TASK STATEMENT>
Exactly as written, copy the lines that run from the start of the data below to the line containing "pub mod graph;", both ends included.

SUPPLIED RECORDS>
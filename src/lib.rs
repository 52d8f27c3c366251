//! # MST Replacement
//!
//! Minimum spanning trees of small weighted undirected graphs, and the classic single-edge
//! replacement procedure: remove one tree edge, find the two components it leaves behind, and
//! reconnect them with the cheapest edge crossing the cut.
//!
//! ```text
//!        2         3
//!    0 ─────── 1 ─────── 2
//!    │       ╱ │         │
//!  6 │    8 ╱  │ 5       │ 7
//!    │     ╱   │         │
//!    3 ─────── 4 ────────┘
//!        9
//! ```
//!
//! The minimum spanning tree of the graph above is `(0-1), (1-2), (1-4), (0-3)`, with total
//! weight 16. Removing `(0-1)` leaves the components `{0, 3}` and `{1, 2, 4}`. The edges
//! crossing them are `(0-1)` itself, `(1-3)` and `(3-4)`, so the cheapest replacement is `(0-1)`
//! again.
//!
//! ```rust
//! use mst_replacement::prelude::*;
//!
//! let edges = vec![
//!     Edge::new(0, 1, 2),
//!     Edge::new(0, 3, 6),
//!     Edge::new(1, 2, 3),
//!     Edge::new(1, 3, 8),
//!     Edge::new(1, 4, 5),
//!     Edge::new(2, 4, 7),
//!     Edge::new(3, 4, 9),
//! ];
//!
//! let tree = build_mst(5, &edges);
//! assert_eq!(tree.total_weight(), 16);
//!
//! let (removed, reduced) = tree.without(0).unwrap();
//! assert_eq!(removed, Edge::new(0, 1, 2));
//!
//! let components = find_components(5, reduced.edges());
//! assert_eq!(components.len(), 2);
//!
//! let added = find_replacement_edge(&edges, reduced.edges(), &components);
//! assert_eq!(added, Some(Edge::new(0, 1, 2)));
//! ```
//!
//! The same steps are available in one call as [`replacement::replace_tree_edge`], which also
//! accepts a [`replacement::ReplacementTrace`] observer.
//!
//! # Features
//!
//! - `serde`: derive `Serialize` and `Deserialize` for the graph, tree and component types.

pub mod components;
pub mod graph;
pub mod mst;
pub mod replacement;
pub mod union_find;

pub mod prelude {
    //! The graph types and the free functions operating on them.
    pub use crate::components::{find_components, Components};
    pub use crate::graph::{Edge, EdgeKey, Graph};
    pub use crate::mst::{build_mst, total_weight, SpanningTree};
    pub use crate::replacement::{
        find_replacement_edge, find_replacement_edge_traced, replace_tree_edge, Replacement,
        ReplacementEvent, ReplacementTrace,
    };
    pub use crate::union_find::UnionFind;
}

EXPECTED OUTPUT>
filename src/lib.rs
repository 52d8f27c3c366251
//! # MST Replacement
//!
//! Minimum spanning trees of small weighted undirected graphs, and the classic single-edge
//! replacement procedure: remove one tree edge, find the two components it leaves behind, and
//! reconnect them with the cheapest edge crossing the cut.
//!
//! ```text
//!        2         3
//!    0 ─────── 1 ─────── 2
//!    │       ╱ │         │
//!  6 │    8 ╱  │ 5       │ 7
//!    │     ╱   │         │
//!    3 ─────── 4 ────────┘
//!        9
//! ```
//!
//! The minimum spanning tree of the graph above is `(0-1), (1-2), (1-4), (0-3)`, with total
//! weight 16. Removing `(0-1)` leaves the components `{0, 3}` and `{1, 2, 4}`. The edges
//! crossing them are `(0-1)` itself, `(1-3)` and `(3-4)`, so the cheapest replacement is `(0-1)`
//! again.
//!
//! ```rust
//! use mst_replacement::prelude::*;
//!
//! let edges = vec![
//!     Edge::new(0, 1, 2),
//!     Edge::new(0, 3, 6),
//!     Edge::new(1, 2, 3),
//!     Edge::new(1, 3, 8),
//!     Edge::new(1, 4, 5),
//!     Edge::new(2, 4, 7),
//!     Edge::new(3, 4, 9),
//! ];
//!
//! let tree = build_mst(5, &edges);
//! assert_eq!(tree.total_weight(), 16);
//!
//! let (removed, reduced) = tree.without(0).unwrap();
//! assert_eq!(removed, Edge::new(0, 1, 2));
//!
//! let components = find_components(5, reduced.edges());
//! assert_eq!(components.len(), 2);
//!
//! let added = find_replacement_edge(&edges, reduced.edges(), &components);
//! assert_eq!(added, Some(Edge::new(0, 1, 2)));
//! ```
//!
//! The same steps are available in one call as [`replacement::replace_tree_edge`], which also
//! accepts a [`replacement::ReplacementTrace`] observer.
//!
//! # Features
//!
//! - `serde`: derive `Serialize` and `Deserialize` for the graph, tree and component types.

pub mod components;
pub mod graph;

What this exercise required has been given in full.